(Stored data)
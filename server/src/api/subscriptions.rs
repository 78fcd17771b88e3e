//! Mailing-list subscriptions.
//!
//! Categories are `general` plus one per event type (`career_fair`, ...).
//! `event_add` announcements go to `general` and to the new event's
//! category.

use super::MessageResponse;
use crate::auth::{AuthenticatedUser, RequireAdmin};
use crate::server::state::NotificationState;
use axum::{
    Json,
    extract::{Path, State},
    http::StatusCode,
};
use event_hub_core::event::is_known_category;
use event_hub_web::AppError;
use serde::Serialize;

/// `{"category": ..., "subscribers": [...]}`
#[derive(Debug, Serialize)]
pub struct SubscribersResponse {
    /// The mailing list
    pub category: String,
    /// Subscribed emails, sorted
    pub subscribers: Vec<String>,
}

fn known(category: String) -> Result<String, AppError> {
    if is_known_category(&category) {
        Ok(category)
    } else {
        Err(AppError::validation(format!("Unknown category: {category}")))
    }
}

fn store_failure(error: event_hub_core::event_store::StoreError) -> AppError {
    AppError::internal("An internal error occurred").with_source(anyhow::Error::new(error))
}

/// Subscribe the caller to `category`.
///
/// # Errors
///
/// 400 for an unknown category, 401 without a valid token.
pub async fn subscribe(
    State(state): State<NotificationState>,
    AuthenticatedUser(caller): AuthenticatedUser,
    Path(category): Path<String>,
) -> Result<(StatusCode, Json<MessageResponse>), AppError> {
    let category = known(category)?;
    let added = state
        .subscriptions
        .subscribe(&category, &caller.email)
        .await
        .map_err(store_failure)?;

    if added {
        tracing::info!(category = %category, email = %caller.email, "Subscribed");
        Ok((StatusCode::CREATED, Json(MessageResponse::new("Subscribed successfully"))))
    } else {
        Ok((StatusCode::OK, Json(MessageResponse::new("Already subscribed"))))
    }
}

/// Unsubscribe the caller from `category`.
///
/// # Errors
///
/// 400 for an unknown category, 404 if the caller was not subscribed.
pub async fn unsubscribe(
    State(state): State<NotificationState>,
    AuthenticatedUser(caller): AuthenticatedUser,
    Path(category): Path<String>,
) -> Result<Json<MessageResponse>, AppError> {
    let category = known(category)?;
    let removed = state
        .subscriptions
        .unsubscribe(&category, &caller.email)
        .await
        .map_err(store_failure)?;

    if !removed {
        return Err(AppError::not_found("Subscription not found"));
    }
    tracing::info!(category = %category, email = %caller.email, "Unsubscribed");
    Ok(Json(MessageResponse::new("Unsubscribed successfully")))
}

/// List the subscribers of `category`.
///
/// # Errors
///
/// 400 for an unknown category, 403 for non-admins.
pub async fn list_subscribers(
    State(state): State<NotificationState>,
    RequireAdmin(_): RequireAdmin,
    Path(category): Path<String>,
) -> Result<Json<SubscribersResponse>, AppError> {
    let category = known(category)?;
    let subscribers = state
        .subscriptions
        .subscribers(&category)
        .await
        .map_err(store_failure)?;
    Ok(Json(SubscribersResponse {
        category,
        subscribers,
    }))
}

• Task brief
Once more, write out all of the entries above exactly.

• Answer space
filename server/src/api/subscriptions.rs
repository 78fcd17771b88e3e
//! Mailing-list subscriptions.
//!
//! Categories are `general` plus one per event type (`career_fair`, ...).
//! `event_add` announcements go to `general` and to the new event's
//! category.

use super::MessageResponse;
use crate::auth::{AuthenticatedUser, RequireAdmin};
use crate::server::state::NotificationState;
use axum::{
    Json,
    extract::{Path, State},
    http::StatusCode,
};
use event_hub_core::event::is_known_category;
use event_hub_web::AppError;
use serde::Serialize;

/// `{"category": ..., "subscribers": [...]}`
#[derive(Debug, Serialize)]
pub struct SubscribersResponse {
    /// The mailing list
    pub category: String,
    /// Subscribed emails, sorted
    pub subscribers: Vec<String>,
}

fn known(category: String) -> Result<String, AppError> {
    if is_known_category(&category) {
        Ok(category)
    } else {
        Err(AppError::validation(format!("Unknown category: {category}")))
    }
}

fn store_failure(error: event_hub_core::event_store::StoreError) -> AppError {
    AppError::internal("An internal error occurred").with_source(anyhow::Error::new(error))
}

/// Subscribe the caller to `category`.
///
/// # Errors
///
/// 400 for an unknown category, 401 without a valid token.
pub async fn subscribe(
    State(state): State<NotificationState>,
    AuthenticatedUser(caller): AuthenticatedUser,
    Path(category): Path<String>,
) -> Result<(StatusCode, Json<MessageResponse>), AppError> {
    let category = known(category)?;
    let added = state
        .subscriptions
        .subscribe(&category, &caller.email)
        .await
        .map_err(store_failure)?;

    if added {
        tracing::info!(category = %category, email = %caller.email, "Subscribed");
        Ok((StatusCode::CREATED, Json(MessageResponse::new("Subscribed successfully"))))
    } else {
        Ok((StatusCode::OK, Json(MessageResponse::new("Already subscribed"))))
    }
}

/// Unsubscribe the caller from `category`.
///
/// # Errors
///
/// 400 for an unknown category, 404 if the caller was not subscribed.
pub async fn unsubscribe(
    State(state): State<NotificationState>,
    AuthenticatedUser(caller): AuthenticatedUser,
    Path(category): Path<String>,
) -> Result<Json<MessageResponse>, AppError> {
    let category = known(category)?;
    let removed = state
        .subscriptions
        .unsubscribe(&category, &caller.email)
        .await
        .map_err(store_failure)?;

    if !removed {
        return Err(AppError::not_found("Subscription not found"));
    }
    tracing::info!(category = %category, email = %caller.email, "Unsubscribed");
    Ok(Json(MessageResponse::new("Unsubscribed successfully")))
}

/// List the subscribers of `category`.
///
/// # Errors
///
/// 400 for an unknown category, 403 for non-admins.
pub async fn list_subscribers(
    State(state): State<NotificationState>,
    RequireAdmin(_): RequireAdmin,
    Path(category): Path<String>,
) -> Result<Json<SubscribersResponse>, AppError> {
    let category = known(category)?;
    let subscribers = state
        .subscriptions
        .subscribers(&category)
        .await
        .map_err(store_failure)?;
    Ok(Json(SubscribersResponse {
        category,
        subscribers,
    }))
}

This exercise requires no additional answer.